Rhino Mayday: Thursday 20 May 2004 by 52S4R6


									Rhino Mayday: Thursday 1 June 2006

This year’s Rhino Mayday is organised by Save the Rhino International and the
Zoological Society of London.

The Rhino Mayday will be held in the Huxley Conference Theatre at the Zoological
Society of London on Thursday 1 June. Places are available in advance for £10 per
person excluding lunch, or £16 per person including a buffet sandwich lunch. These can
be booked online at www.savetherhino.org via the events pages. We will not issue
actual tickets, but will put your name(s) on the door list.

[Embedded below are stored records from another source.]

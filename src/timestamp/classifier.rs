//! Column classifier
//!
//! Name-based temporal column detection. Timestamps in these stores are
//! untyped integers, so the declared type says nothing; the name is all there
//! is. False positives (e.g. `ZSTARTUP_FLAGS`) are expected.

/// Keywords that mark a column as temporal, uppercase
pub const DEFAULT_TIMESTAMP_KEYWORDS: &[&str] = &[
    // General
    "TIMESTAMP",
    "TIME",
    "DATE",
    // Create / update
    "CREATED",
    "MODIFIED",
    "UPDATED",
    "LAST_UPDATED",
    "LAST_MODIFIED",
    "CREATE_TIME",
    "UPDATE_TIME",
    "MOD_TIME",
    // Core Data prefixes used by the messaging app
    "Z_TIMESTAMP",
    "ZLASTUPDATE",
    "ZLASTMODIFIED",
    "ZCREATEDAT",
    "ZUPDATEDAT",
    // Event suffixes
    "DATETIME",
    "POSTED_AT",
    "SENT_AT",
    "RECEIVED_AT",
    "DELIVERED_AT",
    "READ_AT",
    "ACCESSED_AT",
    "LOGGED_AT",
    // Date-like
    "BIRTH",
    "DEATH",
    "START",
    "END",
    "EXPIRE",
    "DEADLINE",
];

/// Decides whether a column holds timestamps
pub trait TemporalMatcher {
    fn is_temporal(&self, column_name: &str) -> bool;
}

impl<F> TemporalMatcher for F
where
    F: Fn(&str) -> bool,
{
    fn is_temporal(&self, column_name: &str) -> bool {
        self(column_name)
    }
}

/// Case-insensitive substring matcher over a keyword list
#[derive(Debug, Clone, PartialEq, Eq)]
pub struct KeywordMatcher {
    keywords: Vec<String>,
}

impl KeywordMatcher {
    /// Build from an arbitrary keyword list
    pub fn new<I, S>(keywords: I) -> Self
    where
        I: IntoIterator<Item = S>,
        S: AsRef<str>,
    {
        Self {
            keywords: keywords
                .into_iter()
                .map(|k| k.as_ref().trim().to_uppercase())
                .filter(|k| !k.is_empty())
                .collect(),
        }
    }

    /// Add a keyword
    pub fn push(&mut self, keyword: impl AsRef<str>) {
        let keyword = keyword.as_ref().trim().to_uppercase();
        if !keyword.is_empty() && !self.keywords.contains(&keyword) {
            self.keywords.push(keyword);
        }
    }

    /// Builder-style `push`
    pub fn with_keyword(mut self, keyword: impl AsRef<str>) -> Self {
        self.push(keyword);
        self
    }

    pub fn keywords(&self) -> &[String] {
        &self.keywords
    }
}

impl Default for KeywordMatcher {
    fn default() -> Self {
        Self::new(DEFAULT_TIMESTAMP_KEYWORDS)
    }
}

impl TemporalMatcher for KeywordMatcher {
    fn is_temporal(&self, column_name: &str) -> bool {
        let upper = column_name.to_uppercase();
        self.keywords.iter().any(|k| upper.contains(k.as_str()))
    }
}

/// Classify with the built-in keyword list
pub fn classify_column(name: &str) -> bool {
    let upper = name.to_uppercase();
    DEFAULT_TIMESTAMP_KEYWORDS.iter().any(|k| upper.contains(k))
}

For press enquiries, or for more information about any of the talks or speakers, please
contact: Renaud Fulconis, EAZA Rhino Campaign Manager, Save the Rhino
International, T: 020 7357 7474 or E: renaud@savetherhino.org

Timetable and speakers

10.30-10.50      Arrival and registration
10.50-11:00      Nick Lindsay: Introduction and welcome

                 Asian rhino projects

11:00-11:40         Tariq Aziz: Indian Rhino Vision 2020 (India)
11:40-12:20         Nico van Strien: Rhino Protection Unit programme for Javan and
                     Sumatran rhinos (Indonesia)
12:20-13:00         Nan Schaffer: Rhino Protection Unit programme and community
                     outreach programme in Sabah (Malaysia)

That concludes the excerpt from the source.